# boy band poseur



## raffavita

Ciao a tutti,

cosa si intende esattamente per "boy band poseur"?

Si riferisce a un cantante maschio. Ho trovato questo per "*boy band"*.
Ma a questo punto non capisco "poseur".

Sarebbe "cantante da strapazzo"?

Grazie mille a tutti.


EDIT: O forse "cantante moccioso"?


----------



## You little ripper!

A 'poseur' is _someone who tries to impress others by pretending to be someone he isn't_.

OP translates it _posatore_.


----------



## red baron

Non vorrei si trattasse di qualcuno "che si atteggia" a cantante di una boy-band. Quindi un tipo molto alla moda, a cui piace piacere, molto cool, che segue il gusto del momento etc...


----------



## raffavita

Ciao a tutti.

Davvero non saprei come renderlo.

Cantante moccioso (in riferimento alla boy band).
Cantante da strapazzo.

Ho trovato questo per "poseur."

Non capisco se "poseur" è usato in relazione alla musica punk (ma direi di no, visto che canta in una "boy band) o se sta per "incapace".

Mi sembra che ci sia una contraddizione tra "boy band", che fa riferimento alla cultura pop, e poseur, che è più legato al punk/heavy metal...


----------



## You little ripper!

Raf, have you read the Italian version of that Wikipedia article? It might help.


----------



## raffavita

Sì, Charles. Ora l'ho letta.
Ma sono più in crisi di prima.
Moccioso non va bene.

Forse "borioso", "presuntuoso", "pieno di sé"??

Qual è l'aspetto che si cerca di sottolineare qui?

Grazie mille.


----------



## You little ripper!

According to that Wikipedia article, _the term (poseur) is used to refer to a person who *adopts the dress, speech, and/or mannerisms of a group or subculture, generally for attaining acceptability within the group*, yet who is deemed to not share or understand the values or philosophy of the subculture _and that the term_ is associated to  the punk, metal and hip-hop scenes__. _Boy bands don't have a subculture or a particular dress, speech, or mannerisms  (that can be adopted) in the same way that  punk, metal and hip-hop scenes do. 

From the small amount of context we have, I think 'boy band poseur' probably means that he is a poseur (posatore) who happens to be in a boy band, but some more context would help.


----------



## VolaVer

raffavita said:


> Sì, Charles. Ora l'ho letta.
> Ma sono più in crisi di prima.
> Moccioso non va bene.
> 
> Forse "borioso", "presuntuoso", "pieno di sé"??
> 
> Qual è l'aspetto che si cerca di sottolineare qui?
> 
> Grazie mille.


Raffavita, how did you render it in the end?

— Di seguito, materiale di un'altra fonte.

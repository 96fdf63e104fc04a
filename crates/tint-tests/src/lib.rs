//! # tint-tests
//!
//! Parity and property testing for oxtint.
//!
//! This crate provides:
//! - Seeded test patterns for byte and float colors
//! - Reference conversions and mixing built on `palette`
//! - Integration tests for palette parity, randomized properties, the
//!   end-to-end scenarios and the JSON format
//!
//! ## Reference Implementation
//!
//! - **palette**: widely used Rust color crate; its `u8`/`f32` component
//!   conversion and `Mix` are the baseline for encoding conversion and
//!   interpolation.

pub mod patterns;
pub mod reference;

pub use patterns::{TestPattern, generate_pattern};

use tracing_subscriber::EnvFilter;

/// Install a test subscriber honoring `RUST_LOG`; repeated calls are no-ops
pub fn init_tracing() {
    let _ = tracing_subscriber::fmt()
        .with_env_filter(EnvFilter::from_default_env())
        .with_test_writer()
        .try_init();
}
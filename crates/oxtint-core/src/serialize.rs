//! Serde support (`serde` feature)
//!
//! Colors serialize as a sequence of component values in slot order.
//! Deserialization checks the component count and every bound. The
//! deserializer is driven by the format crate, so a rejected component
//! reports the location of the `Deserialize` impl in this file rather than
//! the user's call site.

use serde::de::Error as _;
use serde::{Deserialize, Deserializer, Serialize, Serializer};

use crate::color::Color;
use crate::encoding::ColorEncoding;
use crate::space::Shape;

impl<Sh: Shape, E: ColorEncoding> Serialize for Color<Sh, E>
where
    E::Value: Serialize,
{
    fn serialize<S: Serializer>(&self, serializer: S) -> std::result::Result<S::Ok, S::Error> {
        serializer.collect_seq(self.as_slice())
    }
}

impl<'de, Sh: Shape, E: ColorEncoding> Deserialize<'de> for Color<Sh, E>
where
    E::Value: Deserialize<'de>,
{
    fn deserialize<D: Deserializer<'de>>(deserializer: D) -> std::result::Result<Self, D::Error> {
        let values = Vec::<E::Value>::deserialize(deserializer)?;
        Color::try_from_slice(&values).map_err(D::Error::custom)
    }
}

Have you ever heard of people who *'posano'* or 'fake it'? Who pretend to be what they are not- for instance talented singers and musicians or songwriters? While they are just good at _striking poses/posing_ in front of the paparazzi cameras!

I took for granted 'boy-band poseur' was about somebody miming/copying the attitudes, look, poses of boys in a pop-band, and that here _poseur_ is almost interchangeable with *'wannabe'*.
Here's a "boy-band pose".
I hope this helps.


----------



## You little ripper!

VolaVer said:


> I took for granted 'boy-band poseur' was about somebody miming/copying the attitudes, look, poses of boys in a pop-band, and that here _poseur_ is almost interchangeable with *'wannabe'*.

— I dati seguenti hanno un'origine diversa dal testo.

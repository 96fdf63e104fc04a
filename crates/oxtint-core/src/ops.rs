//! Color operations
//!
//! - [`invert`]: every component, every shape
//! - [`brighten`] / [`darken`]: shapes with luminance or RGB; alpha is
//!   never modified
//! - [`lineary_interpolate`]: component-wise mix with one shared parameter
//!
//! `brighten(c, f)` scales the color components by `1 + f` and
//! `darken(c, f)` by `1 - f`, so `darken(c, f) == brighten(c, -f)`. A
//! negative factor performs the opposite operation; this is intended.

use crate::color::Color;
use crate::encoding::ColorEncoding;
use crate::error::{Error, Result};
use crate::space::{Luma, LumaAlpha, Rgb, Rgba, Shape};

/// Brighten and darken, defined per shape
pub trait Brightness: Sized {
    /// Scale the color components by `1 + factor`, clamping each
    fn brighten(self, factor: f64) -> Self;

    /// Scale the color components by `1 - factor`, clamping each
    fn darken(self, factor: f64) -> Self;
}

/// Scale every component of a pure color by `factor`, clamping each
#[inline]
fn scale_components<Sh: Shape, E: ColorEncoding>(color: Color<Sh, E>, factor: f64) -> Color<Sh, E> {
    color.map(|v| E::scale(v, factor))
}

macro_rules! pure_brightness {
    ($($shape:ty),+) => {
        $(
            impl<E: ColorEncoding> Brightness for Color<$shape, E> {
                #[inline]
                fn brighten(self, factor: f64) -> Self {
                    scale_components(self, 1.0 + factor)
                }

                #[inline]
                fn darken(self, factor: f64) -> Self {
                    scale_components(self, 1.0 - factor)
                }
            }
        )+
    };
}

// RGB channels saturate independently
pure_brightness!(Luma, Rgb);

/// Composites brighten their color part and keep their opacity part
macro_rules! composite_brightness {
    ($($shape:ty),+) => {
        $(
            impl<E: ColorEncoding> Brightness for Color<$shape, E> {
                #[inline]
                fn brighten(self, factor: f64) -> Self {
                    Self::compose(self.pure_color().brighten(factor), self.pure_opacity())
                }

                #[inline]
                fn darken(self, factor: f64) -> Self {
                    Self::compose(self.pure_color().darken(factor), self.pure_opacity())
                }
            }
        )+
    };
}

composite_brightness!(LumaAlpha, Rgba);

#[inline]
pub fn brighten<C: Brightness>(color: C, factor: f64) -> C {
    color.brighten(factor)
}

#[inline]
pub fn darken<C: Brightness>(color: C, factor: f64) -> C {
    color.darken(factor)
}

/// Mirror every component within its range (`max - v`)
#[inline]
pub fn invert<Sh: Shape, E: ColorEncoding>(color: Color<Sh, E>) -> Color<Sh, E> {
    color.invert()
}

/// Component-wise `x * (1 - mu) + y * mu`, one `mu` for all components
///
/// `mu` is not validated. Outside [0, 1] the mix extrapolates and each
/// component saturates at its range bound; use
/// [`checked_lineary_interpolate`] to reject such parameters instead.
#[inline]
pub fn lineary_interpolate<Sh: Shape, E: ColorEncoding>(
    x: Color<Sh, E>,
    y: Color<Sh, E>,
    mu: f64,
) -> Color<Sh, E> {
    x.lerp(y, mu)
}

/// As [`lineary_interpolate`], but fails with `ParameterOutOfBounds` when
/// `mu` is outside [0, 1] (or NaN)
pub fn checked_lineary_interpolate<Sh: Shape, E: ColorEncoding>(
    x: Color<Sh, E>,
    y: Color<Sh, E>,
    mu: f64,
) -> Result<Color<Sh, E>> {
    if !(0.0..=1.0).contains(&mu) {
        return Err(Error::ParameterOutOfBounds(mu));
    }
    Ok(x.lerp(y, mu))
}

VV, you may not have noticed that raffavita said in Post 4, 





> (visto che canta in una "boy band)


 so it's not likely that  it refers to a 'wannabe'. We need more context.


----------



## VolaVer

Charles Costante said:


> VV, you may not have noticed that raffavita said in Post 4, so it's not likely that it refers to a 'wannabe'. We need more context.

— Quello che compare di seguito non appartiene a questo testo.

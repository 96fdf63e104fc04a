//! Component algebra
//!
//! A color space is a [`Shape`] (which components exist, and in which
//! slot) paired with an [`Encoding`](crate::encoding::Encoding). Shapes are
//! uninhabited marker types: they are only ever used as type parameters.
//!
//! Five shapes exist and each satisfies exactly one of [`is_a`], [`is_l`],
//! [`is_la`], [`is_rgb`], [`is_rgba`]. The composite shapes ([`LumaAlpha`],
//! [`Rgba`]) name their pure color and pure opacity sub-shapes; asking the
//! same of a non-composite shape does not compile:
//!
//! ```compile_fail
//! use oxtint_core::RGBb;
//!
//! let (color, opacity) = RGBb::red().decompose();
//! ```

use std::fmt;

/// Semantic tag of a component
#[derive(Debug, Clone, Copy, PartialEq, Eq, Hash)]
pub enum ComponentTag {
    Red,
    Green,
    Blue,
    Alpha,
    Luminance,
}

impl ComponentTag {
    /// Lowercase component name
    pub const fn name(self) -> &'static str {
        match self {
            Self::Red => "red",
            Self::Green => "green",
            Self::Blue => "blue",
            Self::Alpha => "alpha",
            Self::Luminance => "luminance",
        }
    }
}

impl fmt::Display for ComponentTag {
    fn fmt(&self, f: &mut fmt::Formatter<'_>) -> fmt::Result {
        f.write_str(self.name())
    }
}

/// A component descriptor: semantic tag plus storage slot
#[derive(Debug, Clone, Copy, PartialEq, Eq, Hash)]
pub struct Component {
    pub tag: ComponentTag,
    pub slot: usize,
}

impl Component {
    pub const fn new(tag: ComponentTag, slot: usize) -> Self {
        Self { tag, slot }
    }
}

/// The five component-presence patterns
#[derive(Debug, Clone, Copy, PartialEq, Eq, Hash)]
pub enum ShapeKind {
    Alpha,
    Luma,
    LumaAlpha,
    Rgb,
    Rgba,
}

impl ShapeKind {
    /// Classify a set of presence flags; `None` for combinations that are
    /// not a valid shape (e.g. RGB together with luminance)
    pub const fn classify(has_rgb: bool, has_l: bool, has_a: bool) -> Option<Self> {
        match (has_rgb, has_l, has_a) {
            (false, false, true) => Some(Self::Alpha),
            (false, true, false) => Some(Self::Luma),
            (false, true, true) => Some(Self::LumaAlpha),
            (true, false, false) => Some(Self::Rgb),
            (true, false, true) => Some(Self::Rgba),
            _ => None,
        }
    }
}

const fn find(components: &[Component], tag: ComponentTag) -> Option<Component> {
    let mut i = 0;
    while i < components.len() {
        if components[i].tag as u8 == tag as u8 {
            return Some(components[i]);
        }
        i += 1;
    }
    None
}

const fn has(components: &[Component], tag: ComponentTag) -> bool {
    find(components, tag).is_some()
}

const fn require(components: &[Component], tag: ComponentTag) -> Component {
    match find(components, tag) {
        Some(component) => component,
        None => panic!("shape lacks the requested component"),
    }
}

/// Slots are zero-based, contiguous and carry unique tags
const fn is_well_formed(components: &[Component]) -> bool {
    if components.is_empty() || components.len() > 4 {
        return false;
    }
    let mut i = 0;
    while i < components.len() {
        if components[i].slot != i {
            return false;
        }
        let mut j = i + 1;
        while j < components.len() {
            if components[i].tag as u8 == components[j].tag as u8 {
                return false;
            }
            j += 1;
        }
        i += 1;
    }
    true
}

/// A composite is laid out as its pure color slots followed by its pure
/// opacity slots
const fn composes<Sh: Composite>() -> bool {
    let whole = Sh::COMPONENTS;
    let color = <Sh::PureColor as Shape>::COMPONENTS;
    let opacity = <Sh::PureOpacity as Shape>::COMPONENTS;
    if whole.len() != color.len() + opacity.len() {
        return false;
    }
    let mut i = 0;
    while i < whole.len() {
        let tag = if i < color.len() {
            color[i].tag
        } else {
            opacity[i - color.len()].tag
        };
        if whole[i].tag as u8 != tag as u8 {
            return false;
        }
        i += 1;
    }
    true
}

mod sealed {
    pub trait Sealed {}
}

/// Compile-time description of which components a color has
pub trait Shape: sealed::Sealed + 'static {
    /// Per-component storage, one value per slot
    type Storage<V: Copy + 'static>: Copy + AsRef<[V]> + AsMut<[V]> + 'static;

    /// Shape name (`"RGBA"`)
    const NAME: &'static str;
    /// Components in slot order
    const COMPONENTS: &'static [Component];

    const COUNT: usize = Self::COMPONENTS.len();
    const HAS_RGB: bool = has(Self::COMPONENTS, ComponentTag::Red)
        && has(Self::COMPONENTS, ComponentTag::Green)
        && has(Self::COMPONENTS, ComponentTag::Blue);
    const HAS_L: bool = has(Self::COMPONENTS, ComponentTag::Luminance);
    const HAS_A: bool = has(Self::COMPONENTS, ComponentTag::Alpha);
    const KIND: ShapeKind = match ShapeKind::classify(Self::HAS_RGB, Self::HAS_L, Self::HAS_A) {
        Some(kind) => kind,
        None => panic!("invalid component combination"),
    };

    /// Build storage by computing the value of each slot in order
    fn storage_from_fn<V: Copy + 'static>(f: impl FnMut(usize) -> V) -> Self::Storage<V>;
}

/// Shapes with red, green and blue components
pub trait HasRgb: Shape {
    const RED: Component = require(Self::COMPONENTS, ComponentTag::Red);
    const GREEN: Component = require(Self::COMPONENTS, ComponentTag::Green);
    const BLUE: Component = require(Self::COMPONENTS, ComponentTag::Blue);
}

/// Shapes with a luminance component
pub trait HasLuma: Shape {
    const LUMINANCE: Component = require(Self::COMPONENTS, ComponentTag::Luminance);
}

/// Shapes with an alpha component
pub trait HasAlpha: Shape {
    const ALPHA: Component = require(Self::COMPONENTS, ComponentTag::Alpha);
}

/// Shapes made of a pure color part and a pure opacity part
pub trait Composite: HasAlpha {
    /// The shape without its alpha component
    type PureColor: Shape;
    /// The alpha-only shape
    type PureOpacity: HasAlpha;
}

pub const fn is_a<Sh: Shape>() -> bool {
    !Sh::HAS_RGB && !Sh::HAS_L && Sh::HAS_A
}

pub const fn is_l<Sh: Shape>() -> bool {
    !Sh::HAS_RGB && Sh::HAS_L && !Sh::HAS_A
}

pub const fn is_la<Sh: Shape>() -> bool {
    !Sh::HAS_RGB && Sh::HAS_L && Sh::HAS_A
}

pub const fn is_rgb<Sh: Shape>() -> bool {
    Sh::HAS_RGB && !Sh::HAS_L && !Sh::HAS_A
}

pub const fn is_rgba<Sh: Shape>() -> bool {
    Sh::HAS_RGB && !Sh::HAS_L && Sh::HAS_A
}

macro_rules! shape {
    ($(#[$doc:meta])* $name:ident, $label:literal, [$($tag:ident = $slot:literal),+], $n:literal) => {
        $(#[$doc])*
        #[derive(Debug)]
        pub enum $name {}

        impl sealed::Sealed for $name {}

        impl Shape for $name {
            type Storage<V: Copy + 'static> = [V; $n];

            const NAME: &'static str = $label;
            const COMPONENTS: &'static [Component] =
                &[$(Component::new(ComponentTag::$tag, $slot)),+];

            #[inline]
            fn storage_from_fn<V: Copy + 'static>(f: impl FnMut(usize) -> V) -> [V; $n] {
                std::array::from_fn(f)
            }
        }
    };
}

shape!(
    /// Alpha only
    Alpha, "A", [Alpha = 0], 1
);
shape!(
    /// Luminance only
    Luma, "L", [Luminance = 0], 1
);
shape!(
    /// Luminance and alpha
    LumaAlpha, "LA", [Luminance = 0, Alpha = 1], 2
);
shape!(
    /// Red, green, blue
    Rgb, "RGB", [Red = 0, Green = 1, Blue = 2], 3
);
shape!(
    /// Red, green, blue, alpha
    Rgba, "RGBA", [Red = 0, Green = 1, Blue = 2, Alpha = 3], 4
);

impl HasAlpha for Alpha {}
impl HasAlpha for LumaAlpha {}
impl HasAlpha for Rgba {}

impl HasLuma for Luma {}
impl HasLuma for LumaAlpha {}

impl HasRgb for Rgb {}
impl HasRgb for Rgba {}

impl Composite for LumaAlpha {
    type PureColor = Luma;
    type PureOpacity = Alpha;
}

impl Composite for Rgba {
    type PureColor = Rgb;
    type PureOpacity = Alpha;
}

const _: () = {
    assert!(is_well_formed(Alpha::COMPONENTS));
    assert!(is_well_formed(Luma::COMPONENTS));
    assert!(is_well_formed(LumaAlpha::COMPONENTS));
    assert!(is_well_formed(Rgb::COMPONENTS));
    assert!(is_well_formed(Rgba::COMPONENTS));

    assert!(matches!(Alpha::KIND, ShapeKind::Alpha));
    assert!(matches!(Luma::KIND, ShapeKind::Luma));
    assert!(matches!(LumaAlpha::KIND, ShapeKind::LumaAlpha));
    assert!(matches!(Rgb::KIND, ShapeKind::Rgb));
    assert!(matches!(Rgba::KIND, ShapeKind::Rgba));

    assert!(composes::<LumaAlpha>());
    assert!(composes::<Rgba>());
};

#[cfg(test)]
mod tests {
    use super::*;

    fn predicates<Sh: Shape>() -> [bool; 5] {
        [is_a::<Sh>(), is_l::<Sh>(), is_la::<Sh>(), is_rgb::<Sh>(), is_rgba::<Sh>()]
    }

    #[test]
    fn test_exactly_one_predicate_holds() {
        let all = [
            predicates::<Alpha>(),
            predicates::<Luma>(),
            predicates::<LumaAlpha>(),
            predicates::<Rgb>(),
            predicates::<Rgba>(),
        ];
        for (i, row) in all.iter().enumerate() {
            assert_eq!(row.iter().filter(|p| **p).count(), 1);
            assert!(row[i]);
        }
    }

    #[test]
    fn test_presence_flags() {
        assert!(Rgba::HAS_RGB && Rgba::HAS_A && !Rgba::HAS_L);
        assert!(LumaAlpha::HAS_L && LumaAlpha::HAS_A && !LumaAlpha::HAS_RGB);
        assert!(!Alpha::HAS_L && !Alpha::HAS_RGB);
        assert_eq!(Alpha::COUNT, 1);
        assert_eq!(LumaAlpha::COUNT, 2);
        assert_eq!(Rgb::COUNT, 3);
        assert_eq!(Rgba::COUNT, 4);
    }

    #[test]
    fn test_component_slots() {
        assert_eq!(Rgba::RED, Component::new(ComponentTag::Red, 0));
        assert_eq!(Rgba::BLUE.slot, 2);
        assert_eq!(Rgba::ALPHA.slot, 3);
        assert_eq!(LumaAlpha::LUMINANCE.slot, 0);
        assert_eq!(LumaAlpha::ALPHA.slot, 1);
        assert_eq!(Alpha::ALPHA.slot, 0);
    }

    #[test]
    fn test_classify_rejects_mixed() {
        assert_eq!(ShapeKind::classify(true, true, false), None);
        assert_eq!(ShapeKind::classify(false, false, false), None);
        assert_eq!(ShapeKind::classify(true, false, true), Some(ShapeKind::Rgba));
    }

    #[test]
    fn test_component_names() {
        assert_eq!(ComponentTag::Luminance.to_string(), "luminance");
        assert_eq!(ComponentTag::Alpha.name(), "alpha");
    }
}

I did read that, Charles, that's why I said '*almost* interchangeable'.
Even without more context, to me it sounds as if the boy is either not very talented, therefore he 'poses'-> fakes a good singing/music skill,
OR he shows he would like to be as cool as people in boy-bands are portrayed to be, like a pop-star. 
Either way, apparently, his band is not very popular, probably fails the standards of a classic 'boy-band'.
I hope this is clearer.


----------



## lux_

i "poser" per i punk sono quelli che si vestono da punk ma che poi, di fatto, lo fanno solo per moda, magari venendo da buona famiglia e con una perfetta vita "normale" e agiata.


----------



## raffavita

Hi again.

There is no context at all, unfortunately.
It's just the epithet a photographer uses to define a singer.

Sorry.


----------



## london calling

I had a look at all the posts and I must admit that I came o the same conclusion as red baron: uno che si atteggia.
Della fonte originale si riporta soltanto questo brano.